BY ANISH KOKA
The All-in podcast is a fairly popular show that features successful silicon valley investors commenting about everything worth commenting on from politics to health. The group has good chemistry and interesting insights that breaks the mold of the usual tribal politics that controls legacy media analysis of current events.
Last week, the podcast touched on a topic I spend a fair amount of time on: Cardiology.
Brad Gerstner, who is actually a guest host for this particular episode starts off by referencing something called Heartflow to evaluate the heart that has been recommended by one of the other hosts: Chamath Palihapitiya. Brad apparently asked his primary care physician about Heartflow and was instead directed to get a calcium scan.
Heartflow is a proprietary technology that purports to evaluate the presence of significant narrowing in the coronary arteries just by doing a heart CT scan. A calcium score is a low-dose CT scan used to identify the presence of calcium in coronary vessels.
The segment ends with a recommendation for everyone over the age of 40 to get some type of heart scan, so I thought it would be worth reviewing some of the main claims.
Question 1. Does Brad need a calcium scan?
Brad notes that his primary care physician told him he was young, fit, and had a low bad cholesterol (LDL) and needed a calcium scan rather than a heart flow scan. The answer to this question and the questions to follow depend on what outcome Brad is looking for. If the goal is to feel happier knowing if he has coronary calcium than the resounding answer is to get the calcium scan. But if the goal is to live longer and healthier, there is nothing to suggest a calcium scan will help. Most cardiologists believe that the lower the LDL, the better cardiovascular outcomes are. So if a calcium scan convinces Brad to NOT lower his LDL further either naturally or with medications, a calcium scan may be detrimental.

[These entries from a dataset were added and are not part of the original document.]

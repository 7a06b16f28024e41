//! ircbot: an IRC bot with access-controlled plugin commands.
//!
//! Connects to the server named in the config file, joins its channels and
//! reconnects when the server goes quiet. Ctrl-C quits cleanly.

use std::path::PathBuf;

use anyhow::{Context, Result};
use clap::Parser;
use ircbot_sdk::{Bot, ConfigStore};

#[derive(Parser)]
#[command(name = "ircbot", about = "IRC bot with access-controlled plugin commands")]
struct Args {
    /// Configuration file
    #[arg(long, env = "IRCBOT_CONFIG", default_value = "ircbot.toml")]
    config: PathBuf,
}

#[tokio::main]
async fn main() -> Result<()> {
    tracing_subscriber::fmt()
        .with_env_filter(
            tracing_subscriber::EnvFilter::try_from_default_env()
                .unwrap_or_else(|_| "ircbot=info,ircbot_sdk=info".into()),
        )
        .init();

    let args = Args::parse();
    let store = ConfigStore::open(&args.config)
        .with_context(|| format!("Failed to load {}", args.config.display()))?;
    let plugins = store.read(|c| c.plugins.clone());

    let mut bot = Bot::new(store);
    ircbot::load_plugins(&mut bot, &plugins)?;

    let handle = bot.handle();
    tokio::spawn(async move {
        if tokio::signal::ctrl_c().await.is_ok() {
            tracing::info!("Interrupted");
            if let Err(e) = handle.disconnect("Shutting down").await {
                tracing::warn!("Failed to request shutdown: {e}");
            }
        }
    });

    bot.run().await?;
    Ok(())
}
// Copyright 2026 Daniel Pelikan
//
// Licensed under the Apache License, Version 2.0 (the "License");
// you may not use this file except in compliance with the License.
// You may obtain a copy of the License at
//
//     http://www.apache.org/licenses/LICENSE-2.0
//
// Unless required by applicable law or agreed to in writing, software
// distributed under the License is distributed on an "AS IS" BASIS,
// WITHOUT WARRANTIES OR CONDITIONS OF ANY KIND, either express or implied.
// See the License for the specific language governing permissions and
// limitations under the License.

//! Resolution of the target receiver among bonded devices.

use tracing::debug;
use uuid::Uuid;

use super::error::LinkError;
use super::transport::BondedDevice;
use crate::config::LinkConfig;

/// Identity of the peer a link is opened against.
#[derive(Debug, Clone, PartialEq, Eq)]
pub struct PeerDescriptor {
    pub name: String,
    pub address: String,
    pub service_uuid: Uuid,
}

/// Find the configured target among `bonded`.
///
/// Returns the first device whose name equals the target name or whose
/// address equals the target address. Addresses are compared
/// case-insensitively since adapters report them in either case.
pub fn resolve(config: &LinkConfig, bonded: &[BondedDevice]) -> Result<PeerDescriptor, LinkError> {
    let target_name = config.target_name.as_deref().filter(|n| !n.is_empty());
    let target_address = config.target_address.as_deref().filter(|a| !a.is_empty());

    let found = bonded.iter().find(|device| {
        target_name.is_some_and(|name| device.name == name)
            || target_address.is_some_and(|address| device.address.eq_ignore_ascii_case(address))
    });

    match found {
        Some(device) => {
            debug!("Resolved peer {} at {}", device.name, device.address);
            Ok(PeerDescriptor {
                name: device.name.clone(),
                address: device.address.clone(),
                service_uuid: config.service_uuid,
            })
        }
        None => Err(LinkError::PeerNotFound(config.target_label())),
    }
}

#[cfg(test)]
mod tests {
    use super::*;

    fn bonded() -> Vec<BondedDevice> {
        vec![
            BondedDevice::new("phoneX", "AA:BB"),
            BondedDevice::new("quadReceiver", "00:14:03:06:02:47"),
        ]
    }

    #[test]
    fn test_resolve_by_name() {
        let peer = resolve(&LinkConfig::for_name("quadReceiver"), &bonded()).unwrap();
        assert_eq!(peer.name, "quadReceiver");
        assert_eq!(peer.address, "00:14:03:06:02:47");
    }

    #[test]
    fn test_resolve_by_address_ignores_case() {
        let devices = vec![BondedDevice::new("HC-06", "98:D3:31:FB:2A:1C")];
        let peer = resolve(&LinkConfig::for_address("98:d3:31:fb:2a:1c"), &devices).unwrap();
        assert_eq!(peer.name, "HC-06");
    }

    #[test]
    fn test_not_found() {
        let devices = vec![BondedDevice::new("phoneX", "AA:BB")];
        let result = resolve(&LinkConfig::for_name("quadReceiver"), &devices);
        assert!(matches!(result, Err(LinkError::PeerNotFound(_))));
    }

    #[test]
    fn test_empty_bonded_set() {
        let result = resolve(&LinkConfig::default(), &[]);
        assert!(matches!(result, Err(LinkError::PeerNotFound(_))));
    }

    #[test]
    fn test_first_match_wins() {
        let devices = vec![
            BondedDevice::new("quadReceiver", "11:11"),
            BondedDevice::new("quadReceiver", "22:22"),
        ];
        let peer = resolve(&LinkConfig::for_name("quadReceiver"), &devices).unwrap();
        assert_eq!(peer.address, "11:11");
    }

    #[test]
    fn test_descriptor_carries_service_uuid() {
        let mut config = LinkConfig::for_name("quadReceiver");
        config.service_uuid = Uuid::from_u128(42);
        let peer = resolve(&config, &bonded()).unwrap();
        assert_eq!(peer.service_uuid, Uuid::from_u128(42));
    }
}
// Copyright 2026 Daniel Pelikan
//
// Licensed under the Apache License, Version 2.0 (the "License");
// you may not use this file except in compliance with the License.
// You may obtain a copy of the License at
//
//     http://www.apache.org/licenses/LICENSE-2.0
//
// Unless required by applicable law or agreed to in writing, software
// distributed under the License is distributed on an "AS IS" BASIS,
// WITHOUT WARRANTIES OR CONDITIONS OF ANY KIND, either express or implied.
// See the License for the specific language governing permissions and
// limitations under the License.

//! Link error types.

/// Errors surfaced by the link manager.
#[derive(Debug, thiserror::Error)]
pub enum LinkError {
    #[error("No bonded device matches {0}")]
    PeerNotFound(String),

    #[error("Link is not connected")]
    NotConnected,

    #[error("Connection failed: {0}")]
    ConnectFailed(String),

    #[error("Transport error: {0}")]
    Transport(String),

    #[error("Invalid link configuration: {0}")]
    InvalidConfig(String),

    #[error("IO error: {0}")]
    Io(#[from] std::io::Error),
}

#[cfg(feature = "bluez")]
impl From<bluer::Error> for LinkError {
    fn from(e: bluer::Error) -> Self {
        LinkError::Transport(e.to_string())
    }
}
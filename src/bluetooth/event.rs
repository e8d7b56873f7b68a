// Copyright 2026 Daniel Pelikan
//
// Licensed under the Apache License, Version 2.0 (the "License");
// you may not use this file except in compliance with the License.
// You may obtain a copy of the License at
//
//     http://www.apache.org/licenses/LICENSE-2.0
//
// Unless required by applicable law or agreed to in writing, software
// distributed under the License is distributed on an "AS IS" BASIS,
// WITHOUT WARRANTIES OR CONDITIONS OF ANY KIND, either express or implied.
// See the License for the specific language governing permissions and
// limitations under the License.

//! Link events.

use tokio::sync::mpsc;

/// Events emitted by the link.
#[derive(Debug, Clone, PartialEq, Eq)]
pub enum LinkEvent {
    /// Socket opened to the peer.
    Connected { device_name: String },
    /// Neither the primary nor the fallback socket could be opened.
    ConnectionFailed(String),
    /// An open connection dropped.
    ConnectionLost(String),
    /// Bytes read from the peer.
    DataReceived { len: usize, data: Vec<u8> },
    /// Bytes written to the peer.
    DataSent(Vec<u8>),
}

/// Sending half of the link event channel.
pub type EventSender = mpsc::UnboundedSender<LinkEvent>;

/// Receiving half of the link event channel.
pub type EventReceiver = mpsc::UnboundedReceiver<LinkEvent>;

/// Create a link event channel.
pub fn event_channel() -> (EventSender, EventReceiver) {
    mpsc::unbounded_channel()
}

pub(crate) fn emit(tx: &EventSender, event: LinkEvent) {
    // Nobody listening is not an error for the link
    let _ = tx.send(event);
}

We have zero evidence to suggest patients who get calcium scans lower their risk of future mortality.
Question 2. Does Brad need a Heartflow scan?
Heartflow is a California based company that claims to be able to identify heart vessels leading to a lack of blood to the heart muscle that need coronary stents to fix. Ordinarily this determination is done with a combination of tests that include a stress test and an invasive heart catheterization that involves a catheter being snaked into the heart. Heartflow puports to do all of this with a single 20 minute CAT scan that only involves placement of a peripheral IV using artificial intelligence/machine learning. The evidence to support the use of Heartflow comes mostly from small studies that show no difference in outcomes relative to the standard of care in relatively low risk populations. I could probably use a theragun based AI aproach in 500 carefully selected patients and show no difference in clinical outcomes to the standard of care. This is because the absolute risk of bad clinical events is too low for the size of studies generally being performed. You would need larger numbers to show small differences in outcomes and the Heartflow trials don’t have large numbers – which is convenient when you need series B funding. The small trials do still provide some interesting data about how Heartflow peforms.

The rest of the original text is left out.